» **REQUIRED WORK**
Copy each line of the records below, from the first through the one that contains "Collider for a", exactly as written.
DATA LISTING START
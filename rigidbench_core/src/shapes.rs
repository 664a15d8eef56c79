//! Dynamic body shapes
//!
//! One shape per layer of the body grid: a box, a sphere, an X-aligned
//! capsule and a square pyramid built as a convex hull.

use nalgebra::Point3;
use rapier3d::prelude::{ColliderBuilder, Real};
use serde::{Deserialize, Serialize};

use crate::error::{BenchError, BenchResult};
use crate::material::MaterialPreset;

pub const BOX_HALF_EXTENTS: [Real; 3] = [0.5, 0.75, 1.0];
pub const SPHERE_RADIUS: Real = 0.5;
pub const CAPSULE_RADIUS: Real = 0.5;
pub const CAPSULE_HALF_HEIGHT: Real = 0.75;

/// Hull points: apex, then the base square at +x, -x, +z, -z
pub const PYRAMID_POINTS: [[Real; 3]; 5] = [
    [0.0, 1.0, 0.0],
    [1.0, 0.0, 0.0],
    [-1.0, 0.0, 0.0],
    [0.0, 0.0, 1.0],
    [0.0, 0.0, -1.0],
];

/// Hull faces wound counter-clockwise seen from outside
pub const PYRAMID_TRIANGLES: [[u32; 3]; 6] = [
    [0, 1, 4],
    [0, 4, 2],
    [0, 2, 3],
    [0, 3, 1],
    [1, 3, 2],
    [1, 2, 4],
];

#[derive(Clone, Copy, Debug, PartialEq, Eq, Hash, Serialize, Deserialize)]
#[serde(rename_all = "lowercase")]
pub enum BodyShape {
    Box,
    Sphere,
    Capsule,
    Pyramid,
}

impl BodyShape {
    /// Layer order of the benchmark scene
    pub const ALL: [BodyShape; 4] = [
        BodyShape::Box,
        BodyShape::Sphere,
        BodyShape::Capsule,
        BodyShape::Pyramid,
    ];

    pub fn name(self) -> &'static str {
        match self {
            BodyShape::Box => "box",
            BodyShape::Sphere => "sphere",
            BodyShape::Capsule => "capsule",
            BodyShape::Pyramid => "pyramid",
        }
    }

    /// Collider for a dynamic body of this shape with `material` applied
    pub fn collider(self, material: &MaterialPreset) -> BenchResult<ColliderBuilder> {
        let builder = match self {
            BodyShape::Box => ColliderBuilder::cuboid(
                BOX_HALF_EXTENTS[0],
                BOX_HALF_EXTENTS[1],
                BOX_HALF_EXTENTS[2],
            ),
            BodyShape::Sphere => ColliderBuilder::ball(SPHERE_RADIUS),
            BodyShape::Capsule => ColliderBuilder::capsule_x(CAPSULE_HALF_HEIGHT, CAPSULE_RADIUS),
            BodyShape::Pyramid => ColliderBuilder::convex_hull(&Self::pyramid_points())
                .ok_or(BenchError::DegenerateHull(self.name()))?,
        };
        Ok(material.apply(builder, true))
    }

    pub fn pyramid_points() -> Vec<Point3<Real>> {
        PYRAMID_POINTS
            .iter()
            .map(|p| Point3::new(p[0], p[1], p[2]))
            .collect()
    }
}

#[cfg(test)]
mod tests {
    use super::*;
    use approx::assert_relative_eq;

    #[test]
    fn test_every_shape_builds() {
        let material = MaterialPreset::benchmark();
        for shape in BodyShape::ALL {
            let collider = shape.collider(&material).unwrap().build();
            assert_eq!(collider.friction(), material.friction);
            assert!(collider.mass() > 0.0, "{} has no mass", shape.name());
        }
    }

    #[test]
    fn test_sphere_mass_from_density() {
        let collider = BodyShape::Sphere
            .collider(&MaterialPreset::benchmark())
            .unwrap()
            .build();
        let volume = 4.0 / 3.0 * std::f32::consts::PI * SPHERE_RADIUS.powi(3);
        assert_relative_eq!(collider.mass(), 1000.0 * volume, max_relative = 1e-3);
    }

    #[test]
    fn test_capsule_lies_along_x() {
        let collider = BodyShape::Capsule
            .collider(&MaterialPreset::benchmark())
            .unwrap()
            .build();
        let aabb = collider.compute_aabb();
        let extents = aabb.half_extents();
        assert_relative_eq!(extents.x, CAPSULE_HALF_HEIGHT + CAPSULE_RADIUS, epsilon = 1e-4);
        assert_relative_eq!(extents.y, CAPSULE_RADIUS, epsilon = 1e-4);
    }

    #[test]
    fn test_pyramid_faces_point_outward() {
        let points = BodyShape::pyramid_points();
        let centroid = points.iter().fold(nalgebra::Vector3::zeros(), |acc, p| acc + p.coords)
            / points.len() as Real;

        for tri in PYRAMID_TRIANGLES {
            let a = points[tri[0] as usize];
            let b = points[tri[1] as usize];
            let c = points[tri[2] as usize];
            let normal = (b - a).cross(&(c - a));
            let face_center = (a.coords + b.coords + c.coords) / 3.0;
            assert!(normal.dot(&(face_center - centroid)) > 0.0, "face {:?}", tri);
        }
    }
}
DATA LISTING END
» **SOLUTION TO THIS PROBLEM**
filename rigidbench_core/src/shapes.rs
repository 664a15d8eef56c79
//! Dynamic body shapes
//!
//! One shape per layer of the body grid: a box, a sphere, an X-aligned
//! capsule and a square pyramid built as a convex hull.

use nalgebra::Point3;
use rapier3d::prelude::{ColliderBuilder, Real};
use serde::{Deserialize, Serialize};

use crate::error::{BenchError, BenchResult};
use crate::material::MaterialPreset;

pub const BOX_HALF_EXTENTS: [Real; 3] = [0.5, 0.75, 1.0];
pub const SPHERE_RADIUS: Real = 0.5;
pub const CAPSULE_RADIUS: Real = 0.5;
pub const CAPSULE_HALF_HEIGHT: Real = 0.75;

/// Hull points: apex, then the base square at +x, -x, +z, -z
pub const PYRAMID_POINTS: [[Real; 3]; 5] = [
    [0.0, 1.0, 0.0],
    [1.0, 0.0, 0.0],
    [-1.0, 0.0, 0.0],
    [0.0, 0.0, 1.0],
    [0.0, 0.0, -1.0],
];

/// Hull faces wound counter-clockwise seen from outside
pub const PYRAMID_TRIANGLES: [[u32; 3]; 6] = [
    [0, 1, 4],
    [0, 4, 2],
    [0, 2, 3],
    [0, 3, 1],
    [1, 3, 2],
    [1, 2, 4],
];

#[derive(Clone, Copy, Debug, PartialEq, Eq, Hash, Serialize, Deserialize)]
#[serde(rename_all = "lowercase")]
pub enum BodyShape {
    Box,
    Sphere,
    Capsule,
    Pyramid,
}

impl BodyShape {
    /// Layer order of the benchmark scene
    pub const ALL: [BodyShape; 4] = [
        BodyShape::Box,
        BodyShape::Sphere,
        BodyShape::Capsule,
        BodyShape::Pyramid,
    ];

    pub fn name(self) -> &'static str {
        match self {
            BodyShape::Box => "box",
            BodyShape::Sphere => "sphere",
            BodyShape::Capsule => "capsule",
            BodyShape::Pyramid => "pyramid",
        }
    }

    /// Collider for a dynamic body of this shape with `material` applied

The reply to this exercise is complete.